Their Director gave them all a little more champagne, ignoring the just perceptible hint not to do this, sketched by the retreating waiter. The infants are getting overexcited, his shoulders said. And now Sam, leaning back in his chair and filling such a noticeable space, began to exert a natural power which few people had ever seen, but which answered in human terms to his ability with electrical equipment. Some of the same qualities are needed to organise people and things, and though Sam did not understand his juniors, he knew how to make them happy. Without even noticing Willie’s embarrassment of a few moments ago, he conjured it away. He told them stories, delaying as he drew near to an end so that they were on the verge of seeing too well what was going to happen next, then pausing and asking them if they’d like to finish for him, but they were under a spell, and could not.

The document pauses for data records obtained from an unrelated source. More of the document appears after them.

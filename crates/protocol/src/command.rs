use bytes::Bytes;
use reaper_common::CommandError;

use crate::{Frame, Parse};

pub const FIELD_IDLE_THRESHOLD: &str = "idle-threshold-ms";
pub const FIELD_SWEEP_INTERVAL: &str = "sweep-interval-ms";
pub const FIELD_EXEMPT_PROTECTED: &str = "exempt-protected";
pub const FIELD_ENABLED: &str = "enabled";

/// Atualização parcial da política. Campos `None` ficam como estão.
#[derive(Debug, Clone, Default, PartialEq, Eq)]
pub struct PolicyUpdate {
    pub idle_threshold_ms: Option<u64>,
    pub sweep_interval_ms: Option<u64>,
    pub exempt_protected: Option<bool>,
    pub enabled: Option<bool>,
}

impl PolicyUpdate {
    pub fn is_empty(&self) -> bool {
        *self == PolicyUpdate::default()
    }

    /// Pares campo/valor presentes, na ordem canônica.
    pub fn fields(&self) -> Vec<(&'static str, String)> {
        let mut out = Vec::new();
        if let Some(ms) = self.idle_threshold_ms {
            out.push((FIELD_IDLE_THRESHOLD, ms.to_string()));
        }
        if let Some(ms) = self.sweep_interval_ms {
            out.push((FIELD_SWEEP_INTERVAL, ms.to_string()));
        }
        if let Some(b) = self.exempt_protected {
            out.push((FIELD_EXEMPT_PROTECTED, b.to_string()));
        }
        if let Some(b) = self.enabled {
            out.push((FIELD_ENABLED, b.to_string()));
        }
        out
    }
}

/// Enum com todos os comandos suportados.
///
/// Os eventos de ciclo de vida vêm do host; os de consulta/controle vêm da
/// superfície de apresentação. `List` e `Destroy` trafegam no sentido
/// inverso, do servidor para o host conectado via `HOST`.
#[derive(Debug, Clone, PartialEq)]
pub enum Command {
    Ping(Option<Bytes>),
    Created {
        id: String,
        protected: bool,
        at: Option<i64>,
    },
    Activated {
        id: String,
        at: Option<i64>,
    },
    Updated {
        id: String,
        at: Option<i64>,
    },
    Removed(String),
    GetSettings,
    SetSettings(PolicyUpdate),
    Count,
    Sweep,
    Entries,
    DryRun,
    Reconcile,
    Status,
    Host,
    List,
    Destroy(String),
    Unknown(String),
}

impl Command {
    /// Faz o parse de um Frame em um Command.
    pub fn from_frame(frame: Frame) -> Result<Command, CommandError> {
        let mut parse = Parse::new(frame)?;
        let cmd_name = parse.next_string()?.to_uppercase();

        let cmd = match cmd_name.as_str() {
            "PING" => {
                let msg = if parse.has_remaining() {
                    Some(parse.next_bytes()?)
                } else {
                    None
                };
                parse.finish()?;
                Command::Ping(msg)
            }
            "CREATED" => parse_created(&mut parse)?,
            "ACTIVATED" => {
                let (id, at) = parse_activity(&mut parse, "ACTIVATED")?;
                Command::Activated { id, at }
            }
            "UPDATED" => {
                let (id, at) = parse_activity(&mut parse, "UPDATED")?;
                Command::Updated { id, at }
            }
            "REMOVED" => Command::Removed(single_id(&mut parse, "REMOVED")?),
            "DESTROY" => Command::Destroy(single_id(&mut parse, "DESTROY")?),
            "SETSETTINGS" => parse_settings(&mut parse)?,
            "GETSETTINGS" | "COUNT" | "SWEEP" | "ENTRIES" | "DRYRUN" | "RECONCILE" | "STATUS"
            | "HOST" | "LIST" => {
                if parse.has_remaining() {
                    return Err(CommandError::WrongArity(cmd_name.clone()));
                }
                match cmd_name.as_str() {
                    "GETSETTINGS" => Command::GetSettings,
                    "COUNT" => Command::Count,
                    "SWEEP" => Command::Sweep,
                    "ENTRIES" => Command::Entries,
                    "DRYRUN" => Command::DryRun,
                    "RECONCILE" => Command::Reconcile,
                    "STATUS" => Command::Status,
                    "HOST" => Command::Host,
                    _ => Command::List,
                }
            }
            _ => Command::Unknown(cmd_name),
        };

        Ok(cmd)
    }

    /// Encoda o comando como Frame para envio via RESP.
    pub fn to_frame(&self) -> Frame {
        let mut parts = vec![Frame::bulk(self.name())];
        match self {
            Command::Ping(Some(msg)) => parts.push(Frame::Bulk(msg.clone())),
            Command::Created { id, protected, at } => {
                parts.push(Frame::bulk(id));
                if *protected {
                    parts.push(Frame::bulk("PROTECTED"));
                }
                push_at(&mut parts, *at);
            }
            Command::Activated { id, at } | Command::Updated { id, at } => {
                parts.push(Frame::bulk(id));
                push_at(&mut parts, *at);
            }
            Command::Removed(id) | Command::Destroy(id) => parts.push(Frame::bulk(id)),
            Command::SetSettings(update) => {
                for (field, value) in update.fields() {
                    parts.push(Frame::bulk(field));
                    parts.push(Frame::bulk(&value));
                }
            }
            _ => {}
        }
        Frame::Array(parts)
    }

    /// Nome do comando no protocolo.
    pub fn name(&self) -> &str {
        match self {
            Command::Ping(_) => "PING",
            Command::Created { .. } => "CREATED",
            Command::Activated { .. } => "ACTIVATED",
            Command::Updated { .. } => "UPDATED",
            Command::Removed(_) => "REMOVED",
            Command::GetSettings => "GETSETTINGS",
            Command::SetSettings(_) => "SETSETTINGS",
            Command::Count => "COUNT",
            Command::Sweep => "SWEEP",
            Command::Entries => "ENTRIES",
            Command::DryRun => "DRYRUN",
            Command::Reconcile => "RECONCILE",
            Command::Status => "STATUS",
            Command::Host => "HOST",
            Command::List => "LIST",
            Command::Destroy(_) => "DESTROY",
            Command::Unknown(name) => name,
        }
    }
}

fn push_at(parts: &mut Vec<Frame>, at: Option<i64>) {
    if let Some(ts) = at {
        parts.push(Frame::bulk("AT"));
        parts.push(Frame::bulk(&ts.to_string()));
    }
}

fn single_id(parse: &mut Parse, name: &str) -> Result<String, CommandError> {
    if parse.remaining() != 1 {
        return Err(CommandError::WrongArity(name.into()));
    }
    non_empty_id(parse.next_string()?)
}

fn non_empty_id(id: String) -> Result<String, CommandError> {
    if id.is_empty() {
        return Err(CommandError::InvalidArgument("id vazio".into()));
    }
    Ok(id)
}

fn parse_created(parse: &mut Parse) -> Result<Command, CommandError> {
    if !parse.has_remaining() {
        return Err(CommandError::WrongArity("CREATED".into()));
    }
    let id = non_empty_id(parse.next_string()?)?;
    let mut protected = false;
    let mut at = None;

    while parse.has_remaining() {
        let opt = parse.next_string()?.to_uppercase();
        match opt.as_str() {
            "PROTECTED" | "PINNED" => protected = true,
            "AT" => at = Some(parse.next_int()?),
            other => {
                return Err(CommandError::InvalidArgument(format!(
                    "opção inválida para CREATED: {other}"
                )));
            }
        }
    }

    Ok(Command::Created { id, protected, at })
}

fn parse_activity(parse: &mut Parse, name: &str) -> Result<(String, Option<i64>), CommandError> {
    if !parse.has_remaining() {
        return Err(CommandError::WrongArity(name.into()));
    }
    let id = non_empty_id(parse.next_string()?)?;
    let at = if parse.has_remaining() {
        let opt = parse.next_string()?.to_uppercase();
        if opt != "AT" {
            return Err(CommandError::InvalidArgument(format!(
                "opção inválida para {name}: {opt}"
            )));
        }
        Some(parse.next_int()?)
    } else {
        None
    };
    parse.finish()?;
    Ok((id, at))
}

fn parse_settings(parse: &mut Parse) -> Result<Command, CommandError> {
    if !parse.has_remaining() || parse.remaining() % 2 != 0 {
        return Err(CommandError::WrongArity("SETSETTINGS".into()));
    }

    let mut update = PolicyUpdate::default();
    while parse.has_remaining() {
        let field = parse.next_string()?.to_lowercase();
        match field.as_str() {
            FIELD_IDLE_THRESHOLD => update.idle_threshold_ms = Some(parse.next_u64()?),
            FIELD_SWEEP_INTERVAL => update.sweep_interval_ms = Some(parse.next_u64()?),
            FIELD_EXEMPT_PROTECTED => update.exempt_protected = Some(parse.next_bool()?),
            FIELD_ENABLED => update.enabled = Some(parse.next_bool()?),
            _ => return Err(CommandError::UnknownSetting(field)),
        }
    }

    Ok(Command::SetSettings(update))
}

#[cfg(test)]
mod tests {
    use super::*;

    fn parse(args: &[&str]) -> Result<Command, CommandError> {
        Command::from_frame(Frame::array_from_strs(args))
    }

    #[test]
    fn parse_ping() {
        assert_eq!(parse(&["PING"]).unwrap(), Command::Ping(None));
        assert_eq!(
            parse(&["PING", "hello"]).unwrap(),
            Command::Ping(Some(Bytes::from("hello")))
        );
    }

    #[test]
    fn parse_created_plain() {
        assert_eq!(
            parse(&["CREATED", "42"]).unwrap(),
            Command::Created {
                id: "42".into(),
                protected: false,
                at: None,
            }
        );
    }

    #[test]
    fn parse_created_protected_with_timestamp() {
        assert_eq!(
            parse(&["CREATED", "42", "AT", "1000", "PROTECTED"]).unwrap(),
            Command::Created {
                id: "42".into(),
                protected: true,
                at: Some(1000),
            }
        );
    }

    #[test]
    fn parse_created_accepts_pinned_alias() {
        match parse(&["created", "7", "pinned"]).unwrap() {
            Command::Created { protected, .. } => assert!(protected),
            other => panic!("expected Created, got {other:?}"),
        }
    }

    #[test]
    fn parse_created_rejects_empty_id() {
        assert!(parse(&["CREATED", ""]).is_err());
    }

    #[test]
    fn parse_created_rejects_unknown_option() {
        assert!(parse(&["CREATED", "1", "FOREVER"]).is_err());
    }

    #[test]
    fn parse_activity_events() {
        assert_eq!(
            parse(&["ACTIVATED", "9"]).unwrap(),
            Command::Activated {
                id: "9".into(),
                at: None,
            }
        );
        assert_eq!(
            parse(&["UPDATED", "9", "AT", "55"]).unwrap(),
            Command::Updated {
                id: "9".into(),
                at: Some(55),
            }
        );
        assert!(parse(&["ACTIVATED", "9", "WHEN", "55"]).is_err());
    }

    #[test]
    fn parse_removed_arity() {
        assert_eq!(parse(&["REMOVED", "3"]).unwrap(), Command::Removed("3".into()));
        assert!(matches!(
            parse(&["REMOVED"]),
            Err(CommandError::WrongArity(_))
        ));
        assert!(parse(&["REMOVED", "3", "4"]).is_err());
    }

    #[test]
    fn parse_set_settings() {
        let cmd = parse(&[
            "SETSETTINGS",
            "idle-threshold-ms",
            "60000",
            "enabled",
            "false",
        ])
        .unwrap();
        assert_eq!(
            cmd,
            Command::SetSettings(PolicyUpdate {
                idle_threshold_ms: Some(60_000),
                enabled: Some(false),
                ..Default::default()
            })
        );
    }

    #[test]
    fn parse_set_settings_errors() {
        assert!(matches!(
            parse(&["SETSETTINGS", "color", "red"]),
            Err(CommandError::UnknownSetting(_))
        ));
        assert!(matches!(
            parse(&["SETSETTINGS", "enabled"]),
            Err(CommandError::WrongArity(_))
        ));
        assert!(parse(&["SETSETTINGS", "sweep-interval-ms", "-1"]).is_err());
    }

    #[test]
    fn parse_nullary_commands() {
        assert_eq!(parse(&["count"]).unwrap(), Command::Count);
        assert_eq!(parse(&["SWEEP"]).unwrap(), Command::Sweep);
        assert_eq!(parse(&["HOST"]).unwrap(), Command::Host);
        assert_eq!(parse(&["LIST"]).unwrap(), Command::List);
        assert!(parse(&["COUNT", "x"]).is_err());
    }

    #[test]
    fn parse_unknown_command() {
        assert_eq!(
            parse(&["FOOBAR"]).unwrap(),
            Command::Unknown("FOOBAR".into())
        );
    }

    #[test]
    fn to_frame_matches_wire_form() {
        let cmd = Command::Created {
            id: "5".into(),
            protected: true,
            at: Some(10),
        };
        assert_eq!(
            cmd.to_frame(),
            Frame::array_from_strs(&["CREATED", "5", "PROTECTED", "AT", "10"])
        );
        assert_eq!(
            Command::Destroy("5".into()).to_frame(),
            Frame::array_from_strs(&["DESTROY", "5"])
        );
    }

    #[test]
    fn set_settings_frame_parses_back() {
        let update = PolicyUpdate {
            sweep_interval_ms: Some(60_000),
            exempt_protected: Some(false),
            ..Default::default()
        };
        let frame = Command::SetSettings(update.clone()).to_frame();
        assert_eq!(
            Command::from_frame(frame).unwrap(),
            Command::SetSettings(update)
        );
    }
}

In these engrossing tales Eddie Waterlow appeared, and the Director General, and the last-minute removal of drunken commentators from the microphone, and the sad deafening of Dr Vogel as he knelt down to record the opening batsman at Old Trafford. Lured into the circle of words, knowing how much he was putting himself out, they felt themselves truly his guests, ready to do anything for him. Teddy’s laughter must have been some of the loudest ever heard at Prunier’s.

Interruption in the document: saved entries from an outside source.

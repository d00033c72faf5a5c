use std::sync::atomic::{AtomicU64, Ordering};
use std::sync::{Arc, Mutex};

use tokio::sync::{broadcast, mpsc, oneshot};
use tokio::time::{self, Duration};
use tracing::{info, warn};

use reaper_common::{ConnectionError, HostError};
use reaper_engine::{OpenResource, ResourceManager};
use reaper_protocol::{Command, Frame, parse_bool};

use crate::Connection;

/// Requisições em fila por host conectado.
const HOST_QUEUE: usize = 64;

pub struct HostRequest {
    command: Command,
    reply: oneshot::Sender<Frame>,
}

struct Attached {
    generation: u64,
    tx: mpsc::Sender<HostRequest>,
}

/// Gerenciador de recursos remoto: o host se conecta na porta de controle,
/// envia `HOST` e a conexão passa a atender `LIST` e `DESTROY`.
///
/// Um host novo substitui o anterior. Sem host conectado toda chamada
/// falha e as entradas ficam retidas para a próxima varredura.
#[derive(Clone, Default)]
pub struct HostLink {
    slot: Arc<Mutex<Option<Attached>>>,
    generations: Arc<AtomicU64>,
}

impl HostLink {
    pub fn new() -> Self {
        Self::default()
    }

    /// Registra uma nova conexão de host. Retorna a geração (para
    /// `detach`) e a fila de requisições que a conexão deve atender.
    pub fn attach(&self) -> (u64, mpsc::Receiver<HostRequest>) {
        let (tx, rx) = mpsc::channel(HOST_QUEUE);
        let generation = self.generations.fetch_add(1, Ordering::SeqCst) + 1;

        if let Ok(mut slot) = self.slot.lock() {
            if slot.is_some() {
                info!("novo host substitui o anterior");
            }
            *slot = Some(Attached { generation, tx });
        }
        (generation, rx)
    }

    /// Desfaz `attach`, a menos que outro host já tenha assumido.
    pub fn detach(&self, generation: u64) {
        if let Ok(mut slot) = self.slot.lock()
            && slot.as_ref().is_some_and(|a| a.generation == generation)
        {
            *slot = None;
            info!("host desconectado");
        }
    }

    pub fn is_attached(&self) -> bool {
        self.slot.lock().map(|s| s.is_some()).unwrap_or(false)
    }

    async fn call(&self, command: Command) -> Result<Frame, HostError> {
        let tx = self
            .slot
            .lock()
            .ok()
            .and_then(|slot| slot.as_ref().map(|a| a.tx.clone()))
            .ok_or_else(|| HostError::Failed("nenhum host conectado".into()))?;

        let (reply_tx, reply_rx) = oneshot::channel();
        tx.send(HostRequest {
            command,
            reply: reply_tx,
        })
        .await
        .map_err(|_| HostError::Failed("host desconectado".into()))?;

        reply_rx
            .await
            .map_err(|_| HostError::Failed("host desconectado".into()))
    }
}

impl ResourceManager for HostLink {
    async fn list_open(&self) -> Result<Vec<OpenResource>, HostError> {
        match self.call(Command::List).await? {
            Frame::Array(items) => items.into_iter().map(open_resource).collect(),
            Frame::Error(msg) => Err(HostError::Failed(msg)),
            other => Err(unexpected(&other)),
        }
    }

    async fn destroy(&self, id: &str) -> Result<(), HostError> {
        match self.call(Command::Destroy(id.to_string())).await? {
            Frame::Simple(s) if s.eq_ignore_ascii_case("OK") => Ok(()),
            Frame::Error(msg) if is_gone(&msg) => Err(HostError::Gone),
            Frame::Error(msg) => Err(HostError::Failed(msg)),
            other => Err(unexpected(&other)),
        }
    }
}

/// `-GONE ...` sinaliza recurso inexistente.
fn is_gone(msg: &str) -> bool {
    msg.split_whitespace()
        .next()
        .is_some_and(|word| word.eq_ignore_ascii_case("GONE"))
}

/// Item de `LIST`: `[id, protected]`.
fn open_resource(item: Frame) -> Result<OpenResource, HostError> {
    let Frame::Array(pair) = item else {
        return Err(unexpected(&item));
    };
    let [id, protected] = <[Frame; 2]>::try_from(pair)
        .map_err(|_| HostError::Failed("item de LIST deve ser [id, protected]".into()))?;

    let id = id
        .as_str()
        .filter(|s| !s.is_empty())
        .ok_or_else(|| HostError::Failed("id inválido em LIST".into()))?
        .to_string();
    let protected = match protected {
        Frame::Integer(n) => n != 0,
        other => other
            .as_str()
            .and_then(parse_bool)
            .ok_or_else(|| HostError::Failed(format!("flag protected inválida para {id}")))?,
    };

    Ok(OpenResource { id, protected })
}

fn unexpected(frame: &Frame) -> HostError {
    HostError::Failed(format!("resposta inesperada do host: {frame:?}"))
}

/// Atende a fila de requisições sobre a conexão do host, uma por vez.
///
/// Um host que não responde dentro de `reply_timeout` derruba o link:
/// o chamador recebe falha e o host precisa reconectar.
pub async fn handle_host_stream(
    mut conn: Connection,
    mut requests: mpsc::Receiver<HostRequest>,
    shutdown: &mut broadcast::Receiver<()>,
    reply_timeout: Duration,
) -> Result<(), ConnectionError> {
    info!("link com o host estabelecido");

    loop {
        let request = tokio::select! {
            request = requests.recv() => request,
            _ = shutdown.recv() => return Ok(()),
        };
        let Some(request) = request else {
            // Substituído por outro host
            return Ok(());
        };

        conn.write_frame(&request.command.to_frame()).await?;
        let reply = tokio::select! {
            reply = time::timeout(reply_timeout, conn.read_frame()) => reply,
            _ = shutdown.recv() => return Ok(()),
        };
        let Ok(reply) = reply else {
            warn!(
                "host não respondeu {} a tempo, encerrando o link",
                request.command.name()
            );
            return Err(ConnectionError::HostTimeout(reply_timeout.as_millis() as u64));
        };

        match reply? {
            Some(frame) => {
                if request.reply.send(frame).is_err() {
                    warn!("resposta do host descartada: chamador desistiu");
                }
            }
            None => return Ok(()),
        }
    }
}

Annie’s eyes were bright and her attention was almost painful, but she did not laugh as much as the others. It was not her way. That would not quite do for Sam, and without leaving the rest of them he turned to his right and concentrated his whole attention for a moment on her. She looked back at him fearlessly, sitting solid and composed in her peculiar white dress.

‘Are you enjoying yourself?’

Annie nodded, but that was not enough for him.

‘You know, I’ve remembered now what it is, I mean who it is, you remind me of, Annie. It’s a French picture by Monet, or Manet, it doesn’t really matter which, a girl, or perhaps a boy, dressed in white, and sitting at a café table, all in shade, under a striped awning, but there’s very bright sunshine beyond that, and there’s some older people at the table too, with glasses of something in front of them, wine I suppose, but none of them are really looking at each other.’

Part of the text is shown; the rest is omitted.